Ben Carson talks up Kenyan roots ahead of Africa trip
JOHANNESBURG, South Africa — Ben Carson is coming to Africa. But he might want to get his geography right first.
Carson, the 64-year-old retired neurosurgeon and Republican presidential candidate, told a talk radio show Monday that he will visit Kenya, Zambia and Nigeria for a week starting Dec. 27.
The Africa trip is Carson's latest attempt to burnish his foreign policy credentials, coming on the heels of a visit to Jordan last month in which he met with Syrian refugees.
Carson, who has shed popularity in polls of Republican voters, has admitted his campaign for the presidency may be flagging due to a lack of foreign policy experience. On international affairs he has made several embarrassing blunders, including pronouncing Hamas like "hummus."
Carson told U.S. radio host Hugh Hewitt that he will visit Kenya because of his ancestral connections to the area, noting that, "my ancestors are from the Kenya-Tanzania region, the Turkana tribe."
"I've had all of that traced back," he added.
While some Kenyans have expressed excitement about the prospect of another American president with Kenyan roots, others quickly pointed out that the Turkana people traditionally live in Kenya's northwest — far from the country's border with Tanzania.
This isn't the first time Carson has brought up his Kenyan background: Earlier this year, while defending his comment that Obamacare was the worst thing since slavery, Carson said he had a Turkana ancestor.
His planned trip to Kenya follows a high-profile tour by Pope Francis last month, as well as President Barack Obama's visit to his father's homeland in July.
In addition to Kenya, Carson said he will visit Zambia because of his connection to formerly conjoined twins Joseph and Luka Banda. Carson was famously part of a surgical team that successfully separated them in 1997.
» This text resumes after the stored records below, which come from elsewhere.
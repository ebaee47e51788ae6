//! Webhook events and the provider's HMAC signing scheme.
//!
//! A signature header looks like `t=1700000000,v1=<hex>,v1=<hex>`. Each `v1`
//! entry is an HMAC-SHA256 of `"{t}.{payload}"` keyed with the endpoint secret.
//! Verification passes when any `v1` entry matches and `t` is within tolerance.

use hmac::{Hmac, Mac};
use serde::Deserialize;
use serde_json::Value;
use sha2::Sha256;

type HmacSha256 = Hmac<Sha256>;

pub const CHECKOUT_SESSION_COMPLETED: &str = "checkout.session.completed";
pub const CHECKOUT_SESSION_ASYNC_PAYMENT_SUCCEEDED: &str = "checkout.session.async_payment_succeeded";

/// Maximum age of a signed event, in seconds.
pub const DEFAULT_TOLERANCE_SECS: i64 = 300;

#[derive(Debug, Clone, PartialEq, Eq)]
pub enum EventKind {
    CheckoutSessionCompleted,
    CheckoutSessionAsyncPaymentSucceeded,
    Other(String),
}

impl EventKind {
    pub fn from_type(event_type: &str) -> Self {
        match event_type {
            CHECKOUT_SESSION_COMPLETED => EventKind::CheckoutSessionCompleted,
            CHECKOUT_SESSION_ASYNC_PAYMENT_SUCCEEDED => EventKind::CheckoutSessionAsyncPaymentSucceeded,
            other => EventKind::Other(other.to_string()),
        }
    }

    pub fn as_str(&self) -> &str {
        match self {
            EventKind::CheckoutSessionCompleted => CHECKOUT_SESSION_COMPLETED,
            EventKind::CheckoutSessionAsyncPaymentSucceeded => CHECKOUT_SESSION_ASYNC_PAYMENT_SUCCEEDED,
            EventKind::Other(name) => name,
        }
    }

    /// Events that settle a checkout and must be routed to reconciliation.
    pub fn completes_checkout(&self) -> bool {
        matches!(
            self,
            EventKind::CheckoutSessionCompleted | EventKind::CheckoutSessionAsyncPaymentSucceeded
        )
    }
}

/// A verified webhook event. `raw` keeps the full payload for evidence logging.
#[derive(Debug, Clone)]
pub struct WebhookEvent {
    pub id: String,
    pub kind: EventKind,
    pub created: i64,
    pub object_id: Option<String>,
    pub raw: Value,
}

#[derive(Debug, Clone, PartialEq, Eq, thiserror::Error)]
pub enum WebhookError {
    #[error("Invalid signature: {0}")]
    Signature(String),
    #[error("Invalid payload: {0}")]
    InvalidPayload(String),
}

#[derive(Deserialize)]
struct EventEnvelope {
    id: String,
    #[serde(rename = "type")]
    event_type: String,
    #[serde(default)]
    created: i64,
    data: EventData,
}

#[derive(Deserialize)]
struct EventData {
    object: Value,
}

/// Parsed `t=...,v1=...` header.
#[derive(Debug, Clone)]
pub struct SignatureHeader {
    pub timestamp: i64,
    pub signatures: Vec<Vec<u8>>,
}

impl SignatureHeader {
    pub fn parse(header: &str) -> Result<Self, WebhookError> {
        let mut timestamp = None;
        let mut signatures = Vec::new();

        for part in header.split(',') {
            let Some((key, value)) = part.trim().split_once('=') else {
                continue;
            };
            match key {
                "t" => {
                    let ts = value
                        .parse::<i64>()
                        .map_err(|_| WebhookError::Signature("malformed timestamp".to_string()))?;
                    timestamp = Some(ts);
                }
                // Entries that are not valid hex can never match, skip them
                "v1" => {
                    if let Ok(bytes) = hex::decode(value) {
                        signatures.push(bytes);
                    }
                }
                _ => {}
            }
        }

        let timestamp = timestamp
            .ok_or_else(|| WebhookError::Signature("missing timestamp".to_string()))?;

        if signatures.is_empty() {
            return Err(WebhookError::Signature("no v1 signatures found".to_string()));
        }

        Ok(Self { timestamp, signatures })
    }
}

fn mac_for(payload: &[u8], secret: &str, timestamp: i64) -> Result<HmacSha256, WebhookError> {
    let mut mac = HmacSha256::new_from_slice(secret.as_bytes())
        .map_err(|e| WebhookError::Signature(e.to_string()))?;
    mac.update(timestamp.to_string().as_bytes());
    mac.update(b".");
    mac.update(payload);
    Ok(mac)
}

/// Hex-encoded signature of `payload` at `timestamp`.
pub fn compute_signature(payload: &[u8], secret: &str, timestamp: i64) -> Result<String, WebhookError> {
    let mac = mac_for(payload, secret, timestamp)?;
    Ok(hex::encode(mac.finalize().into_bytes()))
}

/// Builds a complete signature header, as the provider would send it.
pub fn signature_header(payload: &[u8], secret: &str, timestamp: i64) -> Result<String, WebhookError> {
    let signature = compute_signature(payload, secret, timestamp)?;
    Ok(format!("t={},v1={}", timestamp, signature))
}

/// Checks the header against the payload. Comparison is constant-time.
pub fn verify_header(
    payload: &[u8],
    header: &str,
    secret: &str,
    tolerance_secs: i64,
    now: i64,
) -> Result<(), WebhookError> {
    let parsed = SignatureHeader::parse(header)?;

    let matched = parsed.signatures.iter().any(|candidate| {
        mac_for(payload, secret, parsed.timestamp)
            .map(|mac| mac.verify_slice(candidate).is_ok())
            .unwrap_or(false)
    });

    if !matched {
        return Err(WebhookError::Signature(
            "no signatures found matching the expected signature for payload".to_string(),
        ));
    }

    if tolerance_secs > 0 && (now - parsed.timestamp).abs() > tolerance_secs {
        return Err(WebhookError::Signature("timestamp outside the tolerance zone".to_string()));
    }

    Ok(())
}

/// Decodes an already verified payload.
pub fn parse_event(payload: &[u8]) -> Result<WebhookEvent, WebhookError> {
    let raw: Value = serde_json::from_slice(payload)
        .map_err(|e| WebhookError::InvalidPayload(e.to_string()))?;

    let envelope: EventEnvelope = serde_json::from_value(raw.clone())
        .map_err(|e| WebhookError::InvalidPayload(e.to_string()))?;

    let object_id = envelope
        .data
        .object
        .get("id")
        .and_then(Value::as_str)
        .map(str::to_string);

    Ok(WebhookEvent {
        id: envelope.id,
        kind: EventKind::from_type(&envelope.event_type),
        created: envelope.created,
        object_id,
        raw,
    })
}

/// Verify then decode. Nothing from the payload is parsed before the signature checks out.
pub fn construct_event(
    payload: &[u8],
    header: &str,
    secret: &str,
    tolerance_secs: i64,
) -> Result<WebhookEvent, WebhookError> {
    verify_header(payload, header, secret, tolerance_secs, chrono::Utc::now().timestamp())?;
    parse_event(payload)
}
"They were joined at the top of the head facing in opposite directions almost 18 years ago and this is the year they graduate from high school," he told the radio show.
In Nigeria he will visit a medical school named after him, and will seek to learn about the Nigerian economy as well as the Islamist militant group Boko Haram.
"I want to get an idea from the people what the effects of the Boko Haram are, what people are thinking, to see what the economic situation is there," he said.
Carson said that being able to "see things firsthand" will help him "make decisions based on real information as opposed to filtered information."
"I think a lot of our policy in the future is going to affect Africa," he declared.